Adult Protective Services and Law Enforcement are not the same thing.  APS is concerned with the safety of older and disabled adults.  Law Enforcement is concerned with crimes and apprehending criminals.  In cases of abuse by someone else, both avenues need to be considered.

What If They Aren’t Competent?

There’s no simple answer, and each situation plays out differently.  In the progressive decline of dementia, it can be difficult to determine when a person has gone from ‘struggling with dementia’ to ‘incapable of caring for themselves’.  APS workers rely on doctors to legally declare individuals ‘incompetent’, which gives the Court legal jurisdiction to intervene.  Most guardianships begin with a referral from a hospital.  Most out-of-home placements start directly at discharge.

The Role of Friends and Family

APS is bound by its legal authority.  APS can’t take away someone’s car keys or make them take their medications.  Only though a court process will someone’s right to self-determination be addressed.  However, family and friends can make these things happen.  Often times family and friends have the power of conversation to assist individuals to make decisions to improve health outcomes.   When APS is missing a piece, family can often provide it.  In small, rural communities like ours, neighbors are a crucial safety net.

How Do I Know What Happened?

Unfortunately, laws regarding confidentiality don’t allow us to follow up with reporters.  APS can’t tell you that we visited someone, or what we found.  You can trust that all reports are followed up on appropriately.  If you don’t see any changes, it’s usually because we don’t have the legal authority to make those changes, and the individual refuses to accept them.  You can always ask them, and if new concerns arise, please report to APS again!  Sometimes it takes a few reports to build up a case before we can do something.

Guardianship and Power of Attorney

Power of Attorney:

An adult (18 years or older) is the ONLY one who can make decisions for that adult.  Wisconsin law treats family members, including spouses, as strangers for decision-making purposes.  Family members are NOT authorized to make decisions for capacitated or incapacitated adult family members (Wisconsin is NOT a “next of kin” or “family consent” state for adults).  Decision-making authority can be delegated to others (often called “surrogates”) by a principal who is “of sound mind.”

Power of Attorney for Finances and Power of Attorney for Health Care are two ways to authorize a decision maker.

Please click Wisconsin Power of Attorney Forms to review and download forms.



  1. A legal relationship
  2. Created by a county circuit (probate) court
  3. After petitioner proves the necessary factual elements and the proposed ward has been provided due process rights
  4. Pursuant to Wis.
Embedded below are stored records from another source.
use crate::output::print_json;
use anyhow::Context;
use changelog_core::{frontmatter, paths};
use std::io::Read;
use std::path::Path;

pub fn run(date: &str, file: Option<&Path>, json: bool) -> anyhow::Result<()> {
    let date = paths::parse_date(date)?;
    let body = match file {
        Some(path) => std::fs::read_to_string(path)
            .with_context(|| format!("failed to read {}", path.display()))?,
        None => {
            let mut buf = String::new();
            std::io::stdin()
                .read_to_string(&mut buf)
                .context("failed to read stdin")?;
            buf
        }
    };

    let page = frontmatter::apply_frontmatter(date, &body)?;
    if json {
        let fm = frontmatter::build_frontmatter(date, frontmatter::strip_frontmatter(&body))?;
        print_json(&serde_json::json!({
            "title": fm.title,
            "description": fm.description,
            "page": page,
        }))
    } else {
        print!("{page}");
        Ok(())
    }
}
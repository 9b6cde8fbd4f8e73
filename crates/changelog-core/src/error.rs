use thiserror::Error;

use crate::pipeline::Stage;

#[derive(Debug, Error)]
pub enum ChangelogError {
    #[error("invalid changelog path format: '{0}'")]
    InvalidPathFormat(String),

    #[error("invalid date '{0}': expected YYYY-MM-DD")]
    InvalidDate(String),

    #[error("cannot build frontmatter for an empty body")]
    EmptyBody,

    #[error("unsafe filename '{0}': nothing usable survives sanitization")]
    UnsafeFilename(String),

    #[error("transfer of '{name}' failed: {message}")]
    Transfer { name: String, message: String },

    #[error("{service} error: {message}")]
    ExternalService {
        service: &'static str,
        message: String,
    },

    #[error("missing required configuration: {0}")]
    MissingConfig(String),

    #[error("{stage} stage failed")]
    Stage {
        stage: Stage,
        #[source]
        source: Box<ChangelogError>,
    },

    #[error(transparent)]
    Io(#[from] std::io::Error),

    #[error(transparent)]
    Yaml(#[from] serde_yaml::Error),

    #[error(transparent)]
    Json(#[from] serde_json::Error),

    #[error(transparent)]
    Http(#[from] reqwest::Error),
}

impl ChangelogError {
    pub(crate) fn slack(message: impl Into<String>) -> Self {
        ChangelogError::ExternalService {
            service: "slack",
            message: message.into(),
        }
    }

    pub(crate) fn github(message: impl Into<String>) -> Self {
        ChangelogError::ExternalService {
            service: "github",
            message: message.into(),
        }
    }

    pub(crate) fn llm(message: impl Into<String>) -> Self {
        ChangelogError::ExternalService {
            service: "llm",
            message: message.into(),
        }
    }

    /// Wrap this error with the pipeline stage it surfaced from.
    /// Already-wrapped errors keep their original stage.
    pub fn in_stage(self, stage: Stage) -> Self {
        match self {
            e @ ChangelogError::Stage { .. } => e,
            other => ChangelogError::Stage {
                stage,
                source: Box::new(other),
            },
        }
    }
}

pub type Result<T> = std::result::Result<T, ChangelogError>;
//! Frontmatter block prepended to every changelog page.

use crate::error::{ChangelogError, Result};
use chrono::NaiveDate;
use serde::Serialize;

pub const WORDS_PER_MINUTE: usize = 200;

const AUTHOR_IMPORT: &str = "import { AuthorCard } from '/snippets/author-card.mdx';";
const AUTHOR_COMPONENT: &str = "<AuthorCard/>";

#[derive(Debug, Clone, PartialEq, Eq, Serialize)]
pub struct Frontmatter {
    pub title: String,
    pub description: String,
}

impl Frontmatter {
    /// Literal markdown, ready to prepend to a page body.
    pub fn render(&self) -> String {
        format!(
            "---\ntitle: {}\ndescription: {}\n---\n\n{AUTHOR_IMPORT}\n\n{AUTHOR_COMPONENT}\n\n",
            self.title, self.description
        )
    }
}

/// Build the frontmatter for the page dated `date` whose body is `body`.
///
/// An empty or whitespace-only body is an error rather than a "1 min read".
pub fn build_frontmatter(date: NaiveDate, body: &str) -> Result<Frontmatter> {
    let words = word_count(body);
    if words == 0 {
        return Err(ChangelogError::EmptyBody);
    }
    Ok(Frontmatter {
        title: format_title(date),
        description: format!("{} min read", reading_minutes(words)),
    })
}

/// `"January 15, 2025"`: full month name, unpadded day.
pub fn format_title(date: NaiveDate) -> String {
    date.format("%B %-d, %Y").to_string()
}

pub fn word_count(text: &str) -> usize {
    text.split_whitespace().count()
}

/// Whole minutes at [`WORDS_PER_MINUTE`], rounded up, never below one.
pub fn reading_minutes(words: usize) -> usize {
    words.div_ceil(WORDS_PER_MINUTE).max(1)
}

/// Replace whatever frontmatter `content` carries with a freshly built block.
///
/// Any leading `---` block and the author-card preamble are removed first, so
/// running this twice yields the same page.
pub fn apply_frontmatter(date: NaiveDate, content: &str) -> Result<String> {
    let body = strip_frontmatter(content);
    let fm = build_frontmatter(date, body)?;
    Ok(format!("{}{}\n", fm.render(), body))
}

/// The page body with any frontmatter block and author-card preamble removed.
pub fn strip_frontmatter(content: &str) -> &str {
    let mut rest = content.trim_start();

    if let Some(after_open) = rest.strip_prefix("---\n").or_else(|| rest.strip_prefix("---\r\n")) {
        if let Some(close) = find_closing_fence(after_open) {
            rest = after_open[close..].trim_start();
        }
    }

    loop {
        let trimmed = rest.trim_start();
        if let Some(after) = trimmed.strip_prefix(AUTHOR_IMPORT) {
            rest = after;
        } else if let Some(after) = trimmed.strip_prefix(AUTHOR_COMPONENT) {
            rest = after;
        } else {
            rest = trimmed;
            break;
        }
    }

    rest.trim_end()
}

/// Byte offset just past the closing `---` line, relative to `s`.
fn find_closing_fence(s: &str) -> Option<usize> {
    let mut offset = 0;
    for line in s.split_inclusive('\n') {
        offset += line.len();
        if line.trim_end() == "---" {
            return Some(offset);
        }
    }
    None
}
Stats. Ch. 54
  5. Between a person called “the ward” and another person or persons called “the guardian of the person” and/or “the guardian of the estate”
  6.  When the ward is determined by the court to be “incompetent”

Please click WI Guardianship Forms to review and download forms.


For additional information please click on Guardianship Support Center.

Scams and things to watch out for

The State of Wisconsin Department of Agriculture, Trade and Consumer Protection is the best place to find out about scams in your area.  They are also the agency with whom you file a consumer protection complaint.